Ketiga, ia mengeluhkan pengelolaan data pelanggaran HAM yang sangat buruk di Komnas HAM. Bahkan, data itu rusak dan hilang entah ke mana.
"Siapa yang mengerjakan data di Komnas HAM? Yang saya dengar datanya hancur lebur. Harusnya enggak apa-apa hancur lebur yang penting masih ada. Eh, tahunya hilang," ujar dia.
Imbasnya, kata Haris, Komnas HAM tidak bisa kembali memanggil orang-orang yang diduga sebagai otak pelaku pelanggaran HAM berat di Indonesia pada masa silam.

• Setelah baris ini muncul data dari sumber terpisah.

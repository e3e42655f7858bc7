//! Multi-instance dependent services.
//!
//! A [`ServiceDescriptor`] describes, as data, a dependent service the chart
//! can either install itself or connect to externally, and which operators may
//! split into several logical instances (Redis: a primary for job queues plus
//! `cache`, `sharedState`, `clusterCache`, ...).
//!
//! Instances are declared implicitly. The service's own top-level fields form
//! the default instance, named after the service. Every recognised key under
//! the service's global namespace whose value is a mapping declares a named
//! instance.
//!
//! # Examples
//!
//! ```rust
//! use chart_config::ServiceDescriptor;
//! use serde_json::json;
//!
//! let redis = ServiceDescriptor::redis();
//! let tree = json!({
//!     "global": { "redis": { "host": "resque.redis", "cache": { "port": 9999 } } }
//! });
//!
//! let names: Vec<String> = redis
//!     .discover_instances(&tree)
//!     .into_iter()
//!     .map(|instance| instance.name)
//!     .collect();
//! assert_eq!(names, vec!["redis".to_string(), "cache".to_string()]);
//! ```

use serde::Serialize;

use crate::field_spec::{find_field, FieldSpec, REDIS_FIELDS};
use crate::path_resolver::{resolve, resolve_keys, Lookup, ValueTree};
use crate::value_path::ValuePath;

#[cfg(test)]
#[path = "service_tests.rs"]
mod tests;

/// Whether an instance is the implicit default or a named override.
#[derive(Debug, Clone, Copy, PartialEq, Eq, Hash, Serialize)]
#[serde(rename_all = "snake_case")]
pub enum InstanceKind {
    Default,
    Named,
}

/// One logical instance of a dependent service.
#[derive(Debug, Clone, PartialEq, Eq, Hash, Serialize)]
pub struct InstanceDeclaration {
    pub name: String,
    pub kind: InstanceKind,
}

impl InstanceDeclaration {
    pub fn default_for(service: &ServiceDescriptor) -> Self {
        Self {
            name: service.name.to_string(),
            kind: InstanceKind::Default,
        }
    }

    pub fn named(name: &str) -> Self {
        Self {
            name: name.to_string(),
            kind: InstanceKind::Named,
        }
    }

    pub fn is_default(&self) -> bool {
        self.kind == InstanceKind::Default
    }
}

/// Static description of a multi-instance dependent service.
#[derive(Debug, Clone, Copy, PartialEq, Eq)]
pub struct ServiceDescriptor {
    /// Service name; also the name of the default instance.
    pub name: &'static str,

    /// Keys of the service's global namespace, e.g. `global.redis`.
    pub global_keys: &'static [&'static str],

    /// Keys of the flag that makes the chart install its own server.
    pub install_flag: &'static [&'static str],

    /// Value of the install flag when the operator does not set it.
    pub install_default: bool,

    /// Sub-keys of the global namespace that declare named instances.
    pub instance_keys: &'static [&'static str],

    /// Inheritance policy for every instance field.
    pub fields: &'static [FieldSpec],

    /// Port used for sentinel endpoints that do not declare one.
    pub sentinel_port: u16,

    /// Key of an opaque document handed to the renderer untouched.
    pub override_key: Option<&'static str>,

    /// Key of extra named password blocks that only contribute secrets.
    pub override_secrets_key: Option<&'static str>,
}

/// Redis as deployed alongside the chart.
pub const REDIS: ServiceDescriptor = ServiceDescriptor {
    name: "redis",
    global_keys: &["global", "redis"],
    install_flag: &["redis", "install"],
    install_default: true,
    instance_keys: &[
        "cache",
        "sharedState",
        "queues",
        "actioncable",
        "traceChunks",
        "rateLimiting",
        "sessions",
        "repositoryCache",
        "workhorse",
        "clusterCache",
        "clusterRateLimiting",
        "clusterSharedState",
    ],
    fields: REDIS_FIELDS,
    sentinel_port: 26379,
    override_key: Some("redisYmlOverride"),
    override_secrets_key: Some("redisYmlOverrideSecrets"),
};

impl ServiceDescriptor {
    pub fn redis() -> Self {
        REDIS
    }

    pub fn global_path(&self) -> ValuePath {
        ValuePath::from_keys(self.global_keys)
    }

    /// Path of the mapping holding an instance's own fields.
    ///
    /// The default instance lives directly in the global namespace.
    pub fn instance_path(&self, instance: &InstanceDeclaration) -> ValuePath {
        match instance.kind {
            InstanceKind::Default => self.global_path(),
            InstanceKind::Named => self.global_path().child(&instance.name),
        }
    }

    pub fn global_layer<'a>(&self, tree: &'a ValueTree) -> Lookup<'a> {
        resolve_keys(tree, self.global_keys)
    }

    pub fn instance_layer<'a>(
        &self,
        tree: &'a ValueTree,
        instance: &InstanceDeclaration,
    ) -> Lookup<'a> {
        resolve(tree, &self.instance_path(instance))
    }

    /// Whether the chart installs its own server for this service.
    pub fn is_installed(&self, tree: &ValueTree) -> bool {
        resolve_keys(tree, self.install_flag).flag_or(self.install_default)
    }

    pub fn field(&self, name: &str) -> Option<&'static FieldSpec> {
        find_field(self.fields, name)
    }

    /// Resolves an instance name to its declaration.
    pub fn instance(&self, name: &str) -> InstanceDeclaration {
        if name == self.name {
            InstanceDeclaration::default_for(self)
        } else {
            InstanceDeclaration::named(name)
        }
    }

    /// Named instances declared in the tree, in descriptor order.
    pub fn named_instances(&self, tree: &ValueTree) -> Vec<InstanceDeclaration> {
        let global = self.global_layer(tree);
        self.instance_keys
            .iter()
            .filter(|key| global.get(key).as_mapping().is_some())
            .map(|key| InstanceDeclaration::named(key))
            .collect()
    }

    /// The default instance followed by every declared named instance.
    pub fn discover_instances(&self, tree: &ValueTree) -> Vec<InstanceDeclaration> {
        let mut instances = vec![InstanceDeclaration::default_for(self)];
        instances.extend(self.named_instances(tree));
        instances
    }

    /// Chart full name: the release name, suffixed with the service name
    /// unless the release name already contains it.
    pub fn fullname(&self, release_name: &str) -> String {
        if release_name.contains(self.name) {
            release_name.to_string()
        } else {
            format!("{}-{}", release_name, self.name)
        }
    }

    /// Host of the in-chart primary service.
    pub fn service_host(&self, release_name: &str) -> String {
        format!("{}-master", self.fullname(release_name))
    }

    /// Name of the secret the chart generates for this service.
    pub fn release_secret_name(&self, release_name: &str) -> String {
        format!("{}-{}-secret", release_name, self.name)
    }

    /// Where the renderer mounts an instance's password.
    pub fn secret_mount_path(&self, instance_name: &str) -> String {
        format!("{}/{}-password", self.name, instance_name)
    }

    /// Where the renderer mounts a password declared for the override
    /// document. Kept apart from instance paths so an entry named like an
    /// instance never lands on that instance's file.
    pub fn override_secret_mount_path(&self, entry_name: &str) -> String {
        format!("{}/override/{}-password", self.name, entry_name)
    }

    /// File the renderer emits for an instance.
    pub fn config_file_name(&self, instance: &InstanceDeclaration) -> String {
        match instance.kind {
            InstanceKind::Default => "resque.yml.erb".to_string(),
            InstanceKind::Named => {
                format!("{}.{}.yml.erb", self.name, snake_case(&instance.name))
            }
        }
    }
}

fn snake_case(name: &str) -> String {
    let mut out = String::with_capacity(name.len() + 4);
    for ch in name.chars() {
        if ch.is_ascii_uppercase() {
            if !out.is_empty() {
                out.push('_');
            }
            out.push(ch.to_ascii_lowercase());
        } else {
            out.push(ch);
        }
    }
    out
}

(Baca: Calon-calon Komisioner Komnas HAM Dinilai Berkualitas)
Keempat, Komnas HAM harus mengembalikan wibawa lembaga yang telah punah dihadapan publik dan berbagai pihak. Akibatnya, rekomendasi Komnas HAM selama ini diacuhkan.
"Trust building dan impeachment. Enggak bisa main gerudag-gerudug ramai di televisi, lalu dua minggu kemudian hilang," kata dia.
Haris menegaskan, seharusnya para komisioner Komnas HAM memastikan rekomendasi lembaganya benar-benar dijalankan oleh orang yang bersangkutan, oleh lembaga yang bersangkutan.
"Saya kaget berkali-kali ini kelakuan Komnas HAM. Kita tanya sudah ada rekomendasi, katanya sudah. Nah, harusnya begitu mereka membuat rekomendasi, mereka mengawal pakai tangan yang keringetan, datang ke kantor Kementerian. Kalau perlu bikin tenda biar rekomendasi dijalankan," ucap dia.
(Baca: Komnas HAM Dianggap Tak Punya Wibawa, Ini Harapan Tim Pansel )
"Rekomendasi bukan cuma dikirim pakai fax atau dikirim via driver ojek online, email atau dikirim via WhatsApp, enggak bisa begitu. Harus ada militansi enggak bisa kebanyakan ke luar negeri," lanjutnya.
Terakhir, kata dia, Komnas HAM harus membangun jaringan yang lebih luas dengan para stakeholder lainnya untuk bisa bekerja sama dalam menjalankan fungsi, tugas, dan kewajiban lembaga.
"Bangun jaringan kepada stakeholder yang lebih luas. Bekerja dengan KPI dan Ombdusman, ada enggak joint investigation," kata dia.
"Memanfaatkan jaringan lawyer, jaringan jurnalis, jaringan lain-lainnya. Jadi Komnas HAM ke depan tugasnya merangkai," tutup Haris.
Sebanyak 60 calon anggota Komnas HAM akan mengikuti seleksi terbuka uji publik untuk mengisi komisioner lembaga tersebut periode 2017-2022 pada 17-18 Mei 2017 ini.
Seleksi 60 orang itu dibagi menjadi dua gelombang. Masing-masing dibagi 30-30 calon Komisioner Komnas HAM.
Usai uji publik itu, akan dilakukan penelusuran latar belakang para calon Komisioner Komnas HAM, yang melibatkan tokoh masyarakat, Ormas dan LSM. Nantinya, dipilih 28 orang untuk maju ke tahap selanjutnya.
Proses tahapan selanjutnya adalah uji psikotes dan wawancara akhir. Nantinya, akan dipilih lagi 14 orang dan diuajukan ke DPR untuk disaring lagi menjadi 7 orang untuk disahkan.